You do not need to feel guilty for anything. You have continuously prayed for wisdom and patience and your Heavenly Father has heard your prayers. You have come a long way from where you started 7 years ago and The Holy Spirit is still working on you. Keep up the good work and don't let the devil tell you that you are a bad mom, ever.

Don't feel guilty when you feed your kids meals that lack nutrition. Don't feel guilty when you warm up Angus's bottle in the microwave instead of the bottle warmer. Don't feel guilty when all the veggies go bad because you haven't used them. Your kids are happy and healthy. Keep trying to fit in those veggies when you can but don't stress it if it doesn't happen.

Don't feel guilty when you sit on the couch and stare at the growing pile of dishes or laundry. You are tired. You are more tired than you have ever been. It's amazing that you get anything done at all.
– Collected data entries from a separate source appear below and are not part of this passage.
//! Continuous memristivity score with shape and plausibility diagnostics.
//!
//! The scorer never changes the discrete classification. It grades how
//! convincingly a record shows the memristor fingerprint and collects
//! warnings about physically implausible values.
use serde::Serialize;
use crate::analysis::classifier::{ClassificationResult, DeviceType};
use crate::analysis::error::Diagnostic;
use crate::analysis::features::{self, ClassificationFeatures};
use crate::analysis::hysteresis::{self, LoopMetrics};
use crate::analysis::record::SweepRecord;
use crate::analysis::segment::{Loop, Segmentation};
use crate::analysis::stats;
use crate::config::AnalyzerConfig;

const MIN_PLAUSIBLE_RON: f64 = 1.0;
const MAX_PLAUSIBLE_ROFF: f64 = 1e12;
const MAX_PLAUSIBLE_ON_OFF: f64 = 1e6;
const MAX_PLAUSIBLE_VOLTAGE: f64 = 10.0;
const MAX_PLAUSIBLE_CURRENT: f64 = 0.1;
const MIN_MEASURABLE_CURRENT: f64 = 1e-12;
Don't feel guilty when you blog instead of fold laundry. You deserve to do something you enjoy. Everyone needs some me time.

Don't feel guilty when you watch TV instead of reading a constructive parenting book. Sometimes there is not any mental energy left to read and comprehend anything. It's okay to simply watch TV.
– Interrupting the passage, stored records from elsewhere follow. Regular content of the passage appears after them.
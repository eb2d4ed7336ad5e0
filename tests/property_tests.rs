use ivsweep::analysis::{AnalysisError, AnalysisLevel, DeviceType, SweepAnalyzer};
use proptest::prelude::*;
fn sweep() -> impl Strategy<Value = (Vec<f64>, Vec<f64>)> {
    (2usize..120).prop_flat_map(|n| {
        (
            prop::collection::vec(-10.0f64..10.0, n),
            prop::collection::vec(-1e-2f64..1e-2, n),
        )
    })
}
proptest! {
    #![proptest_config(ProptestConfig::with_cases(48))]
    #[test]
    fn finite_input_never_fails((voltage, current) in sweep()) {
        let analyzer = SweepAnalyzer::new(voltage, current, None, None, "research").unwrap();
        let result = analyzer.classification();
        prop_assert!((0.0..=1.0).contains(&result.confidence));
        prop_assert!(matches!(
            result.device_type,
            DeviceType::Memristive
                | DeviceType::Capacitive
                | DeviceType::Conductive
                | DeviceType::Ohmic
                | DeviceType::Uncertain
        ));
        if result.device_type == DeviceType::Uncertain {
            prop_assert_eq!(result.confidence, 0.0);
        }
        let enhanced = analyzer.enhanced_classification();
        prop_assert!(
            (enhanced.memristivity_breakdown.total() - enhanced.memristivity_score).abs() < 1e-6
        );
        prop_assert!((0.0..=100.0 + 1e-9).contains(&enhanced.memristivity_score));
    }
    #[test]
    fn loop_metrics_are_well_formed((voltage, current) in sweep()) {
        let analyzer = SweepAnalyzer::new(voltage, current, None, None, "full").unwrap();
        for m in analyzer.loop_metrics() {
            prop_assert!(m.normalized_area.is_finite());
            if m.ron > 0.0 && m.roff > 0.0 {
                prop_assert!(m.ron <= m.roff);
            }
        }
    }
    #[test]
    fn reports_are_idempotent((voltage, current) in sweep()) {
        let analyzer = SweepAnalyzer::new(voltage, current, None, None, "research").unwrap();
        let first = serde_json::to_string(&analyzer.get_results(AnalysisLevel::Research)).unwrap();
        let second = serde_json::to_string(&analyzer.get_results(AnalysisLevel::Research)).unwrap();
        prop_assert_eq!(first, second);
    }
    #[test]
    fn flat_voltage_has_zero_area(level in -5.0f64..5.0, n in 2usize..60) {
        let analyzer =
            SweepAnalyzer::new(vec![level; n], vec![1e-6; n], None, None, "full").unwrap();
        for m in analyzer.loop_metrics() {
            prop_assert_eq!(m.normalized_area, 0.0);
        }
    }
    #[test]
    fn fewer_than_two_points_is_invalid(v in -10.0f64..10.0, i in -1e-2f64..1e-2) {
        let err = SweepAnalyzer::new(vec![v], vec![i], None, None, "basic").err();
        prop_assert!(matches!(err, Some(AnalysisError::InvalidInput(_))));
    }
}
Don't feel guilty when you take a nap instead of work out. You need rest. You will not have any energy to work out anyway. And if you do, it will make you more tired than you already are. In this season, you need to put sleep before fitness.

Don't feel guilty for not doing fun things with your kids because most of those fun things just sound like hell with a one and two year old in tow. There will be time for those things later. Right now, your sanity is more important than a ride on the Metro or a trip to the zoo. And your kids are having fun just being kids. You're the only one that cares about what they're missing. They have no idea.
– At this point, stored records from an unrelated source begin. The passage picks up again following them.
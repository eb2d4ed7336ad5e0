//! Level-appropriate result documents.
use serde::{Deserialize, Serialize};
use crate::analysis::classifier::{ClassificationResult, DeviceType};
use crate::analysis::conduction::ConductionAnalysis;
use crate::analysis::error::Diagnostic;
use crate::analysis::features::ClassificationFeatures;
use crate::analysis::hysteresis::LoopMetrics;
use crate::analysis::record::{AnalysisLevel, MeasurementType};
use crate::analysis::scoring::EnhancedClassification;
use crate::analysis::segment::Segmentation;
use crate::analysis::stats;
#[derive(Clone, Debug, PartialEq, Serialize)]
pub struct AnalysisReport {
    pub analysis_level: AnalysisLevel,
    pub summary: Summary,
    #[serde(skip_serializing_if = "Option::is_none")]
    pub classification: Option<ClassificationSection>,
    #[serde(skip_serializing_if = "Option::is_none")]
    pub validation: Option<Validation>,
    #[serde(skip_serializing_if = "Option::is_none")]
    pub performance: Option<Performance>,
    #[serde(skip_serializing_if = "Option::is_none")]
    pub diagnostics: Option<DiagnosticsSection>,
}
#[derive(Clone, Debug, PartialEq, Serialize)]
pub struct Summary {
    pub measurement_type: MeasurementType,
    #[serde(skip_serializing_if = "Option::is_none")]
    pub requested_measurement_type: Option<MeasurementType>,
    pub num_points: usize,
    pub num_loops: usize,
    pub voltage_range: (f64, f64),
    pub current_range: (f64, f64),
    pub mean_normalized_area: f64,
    pub mean_on_off_ratio: f64,
}
#[derive(Clone, Debug, PartialEq, Serialize)]
pub struct ClassificationSection {
    #[serde(flatten)]
    pub result: ClassificationResult,
    pub features: ClassificationFeatures,
    #[serde(skip_serializing_if = "Option::is_none")]
    pub conduction: Option<ConductionAnalysis>,
}
#[derive(Clone, Debug, PartialEq, Serialize)]
pub struct Validation {
    pub segmentation_valid: bool,
    pub estimated_loops: usize,
    pub turning_point_loops: usize,
    pub whole_record_fallback: bool,
    pub shortest_loop: usize,
    pub sufficient_points: bool,
    pub recovered_failures: usize,
}
/// Spread of one metric across loops.
#[derive(Clone, Copy, Debug, Default, PartialEq, Serialize)]
pub struct Stats {
    pub mean: f64,
    pub std: f64,
    pub min: f64,
    pub max: f64,
}
impl Stats {
    pub fn of(values: &[f64]) -> Self {
        let (min, max) = stats::min_max(values);
        Self {
            mean: stats::mean(values),
            std: stats::std_dev(values),
            min,
            max,
        }
    }
    pub fn over(metrics: &[LoopMetrics], field: impl Fn(&LoopMetrics) -> f64) -> Self {
        Self::of(&metrics.iter().map(field).collect::<Vec<_>>())
    }
}
#[derive(Clone, Debug, PartialEq, Serialize)]
pub struct Performance {
    pub ron: Stats,
    pub roff: Stats,
    pub on_off_ratio: Stats,
    pub von: Stats,
    pub voff: Stats,
    pub normalized_area: Stats,
    pub switching_ratio: Stats,
    pub power: Stats,
    pub energy_per_switch: Stats,
    pub loops: Vec<LoopMetrics>,
}
impl Performance {
    pub fn from_metrics(metrics: &[LoopMetrics]) -> Self {
        Self {
            ron: Stats::over(metrics, |m| m.ron),
            roff: Stats::over(metrics, |m| m.roff),
            on_off_ratio: Stats::over(metrics, |m| m.on_off_ratio),
            von: Stats::over(metrics, |m| m.von),
            voff: Stats::over(metrics, |m| m.voff),
            normalized_area: Stats::over(metrics, |m| m.normalized_area),
            switching_ratio: Stats::over(metrics, |m| m.switching_ratio),
            power: Stats::over(metrics, |m| m.power),
            energy_per_switch: Stats::over(metrics, |m| m.energy_per_switch),
            loops: metrics.to_vec(),
        }
    }
}
#[derive(Clone, Debug, PartialEq, Serialize)]
pub struct DiagnosticsSection {
    pub recovered: Vec<Diagnostic>,
    pub segmentation: Segmentation,
    pub enhanced: EnhancedClassification,
}
#[derive(Clone, Debug, PartialEq, Serialize, Deserialize)]
pub struct SnapshotClassification {
    pub device_type: DeviceType,
    pub confidence: f64,
    pub memristivity_score: f64,
}
#[derive(Clone, Copy, Debug, Default, PartialEq, Serialize, Deserialize)]
pub struct SnapshotResistance {
    pub ron: f64,
    pub roff: f64,
    pub on_off_ratio: f64,
}
#[derive(Clone, Copy, Debug, Default, PartialEq, Serialize, Deserialize)]
pub struct SnapshotVoltage {
    pub von: f64,
    pub voff: f64,
}
#[derive(Clone, Copy, Debug, Default, PartialEq, Serialize, Deserialize)]
pub struct SnapshotHysteresis {
    pub normalized_area: f64,
    pub pinched: bool,
}
#[derive(Clone, Copy, Debug, Default, PartialEq, Serialize, Deserialize)]
pub struct SnapshotQuality {
    pub memory_window: f64,
    pub confidence_factor: f64,
}
/// One cycle's condensed state, suitable for a device history.
#[derive(Clone, Debug, PartialEq, Serialize, Deserialize)]
pub struct DeviceSnapshot {
    pub timestamp: String,
    pub cycle_number: u32,
    pub classification: SnapshotClassification,
    pub resistance: SnapshotResistance,
    pub voltage: SnapshotVoltage,
    pub hysteresis: SnapshotHysteresis,
    pub quality: SnapshotQuality,
    pub warnings: Vec<String>,
}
Don't feel guilty when you forget a birthday or an important event. You have a lot on your plate. You are raising 4 tiny human beings. And they require every single braincell you've got.

Don't feel guilty that you haven't read the bible in months. God knows your heart. He loves you either way. It makes him happy to see you pour into your children and teach them about Him when you see an opportunity. It makes Him happy that you listen to praise music in the morning before your ears get tired and you can't listen to music anymore. It makes Him happy to hear their prayers before they eat. There will be time soon when you can get up early and read your bible. But for now, just remember that God loves you just as you are. He is not expecting anything from you. He is simply here, waiting with open arms anytime you can squeeze in a 5 minute devotional or a 2 minute prayer.

Don't feel guilty for losing touch with friends. You are putting your family first after all. They should come first. You will have a chance to reconnect again in the next season of life when the kids are all in school and you can meet for lunch.

Don't feel guilty for not being able to give much back to others who are always helping you. Soon you will be able to help them. But now, at this time, take all the help that you can get.

Don't feel guilty for choosing housework over your kids. They are good at laying on the guilt. Your family needs clean underwear and clean forks. Your husband doesn't deserve to live in a pigsty and neither do you.

Don't feel guilty for choosing your kids over housework. They need you too. Sometimes it is okay to lay on the couch and watch Daniel Tiger with your two-year-old. Find a balance between the kids and the housework. There is not enough of you to do everything. Do what you can and don't feel bad about what you simply cannot do.

Don't feel guilty for not being able to give your husband all the attention he deserves. He's not going anywhere. He loves you. And one day you will have nothing but time together.

Don't feel guilty for yelling at your kids. You apologized. They forgave you. Move on and try not to do it next time. You have done really well lately. I have noticed the times when your first reaction would be to yell and throw something but you held your temper and spoke in a calm voice. Well done! Keep trying and keep praying about it.

Don't feel bad for being imperfect in all areas of life. You are a human being. You are a sinner. Jesus died for you so you can be perfect in heaven with Him one day. Until then, do your best, lean on Him and forgive yourself.